» **DESCRIPTION OF THE TASK**
The output should be the records themselves, given again exactly.

[Stored data entries]

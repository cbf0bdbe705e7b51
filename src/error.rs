//! Error types for the Shelfscan server

use axum::{
    http::StatusCode,
    response::{IntoResponse, Response},
    Json,
};
use serde::Serialize;
use thiserror::Error;

use crate::ocr::OcrError;
use crate::registration::VerificationError;
use crate::session::PipelineError;

/// Application-wide result type
pub type Result<T> = std::result::Result<T, AppError>;

/// Application error type
#[derive(Error, Debug)]
pub enum AppError {
    #[error("Bad request: {0}")]
    BadRequest(String),

    #[error("Internal error: {0}")]
    Internal(String),

    #[error(transparent)]
    Verification(#[from] VerificationError),

    #[error(transparent)]
    Pipeline(#[from] PipelineError),

    #[error(transparent)]
    Ocr(#[from] OcrError),

    #[error("Serialization error: {0}")]
    Serialize(#[from] serde_json::Error),
}

/// Error response body
#[derive(Serialize)]
struct ErrorResponse {
    error: String,
    message: String,
}

impl IntoResponse for AppError {
    fn into_response(self) -> Response {
        let (status, error_type, message) = match &self {
            AppError::BadRequest(msg) => (StatusCode::BAD_REQUEST, "bad_request", msg.clone()),
            AppError::Internal(msg) => {
                tracing::error!("Internal error: {}", msg);
                (
                    StatusCode::INTERNAL_SERVER_ERROR,
                    "internal_error",
                    "An internal error occurred".to_string(),
                )
            }
            AppError::Verification(e) => {
                if let VerificationError::Storage(inner) = e {
                    tracing::error!("Registration storage error: {}", inner);
                }
                (e.status_code(), e.code(), e.to_string())
            }
            AppError::Pipeline(e) => (e.status_code(), e.code(), e.to_string()),
            AppError::Ocr(e) => {
                tracing::warn!("OCR error: {}", e);
                (e.status_code(), "ocr_failed", e.to_string())
            }
            AppError::Serialize(e) => {
                tracing::error!("Serialization error: {}", e);
                (
                    StatusCode::INTERNAL_SERVER_ERROR,
                    "serialization_error",
                    "Failed to encode response".to_string(),
                )
            }
        };

        let body = Json(ErrorResponse {
            error: error_type.to_string(),
            message,
        });

        (status, body).into_response()
    }
}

» **WRITTEN SOLUTION**
repository cbf0bdbe705e7b51
filename src/error.rs
//! Error types for the Shelfscan server

use axum::{
    http::StatusCode,
    response::{IntoResponse, Response},
    Json,
};
use serde::Serialize;
use thiserror::Error;

use crate::ocr::OcrError;
use crate::registration::VerificationError;
use crate::session::PipelineError;

/// Application-wide result type
pub type Result<T> = std::result::Result<T, AppError>;

/// Application error type
#[derive(Error, Debug)]
pub enum AppError {
    #[error("Bad request: {0}")]
    BadRequest(String),

    #[error("Internal error: {0}")]
    Internal(String),

    #[error(transparent)]
    Verification(#[from] VerificationError),

    #[error(transparent)]
    Pipeline(#[from] PipelineError),

    #[error(transparent)]
    Ocr(#[from] OcrError),

    #[error("Serialization error: {0}")]
    Serialize(#[from] serde_json::Error),
}

/// Error response body
#[derive(Serialize)]
struct ErrorResponse {
    error: String,
    message: String,
}

impl IntoResponse for AppError {
    fn into_response(self) -> Response {
        let (status, error_type, message) = match &self {
            AppError::BadRequest(msg) => (StatusCode::BAD_REQUEST, "bad_request", msg.clone()),
            AppError::Internal(msg) => {
                tracing::error!("Internal error: {}", msg);
                (
                    StatusCode::INTERNAL_SERVER_ERROR,
                    "internal_error",
                    "An internal error occurred".to_string(),
                )
            }
            AppError::Verification(e) => {
                if let VerificationError::Storage(inner) = e {
                    tracing::error!("Registration storage error: {}", inner);
                }
                (e.status_code(), e.code(), e.to_string())
            }
            AppError::Pipeline(e) => (e.status_code(), e.code(), e.to_string()),
            AppError::Ocr(e) => {
                tracing::warn!("OCR error: {}", e);
                (e.status_code(), "ocr_failed", e.to_string())
            }
            AppError::Serialize(e) => {
                tracing::error!("Serialization error: {}", e);
                (
                    StatusCode::INTERNAL_SERVER_ERROR,
                    "serialization_error",
                    "Failed to encode response".to_string(),
                )
            }
        };

        let body = Json(ErrorResponse {
            error: error_type.to_string(),
            message,
        });

        (status, body).into_response()
    }
}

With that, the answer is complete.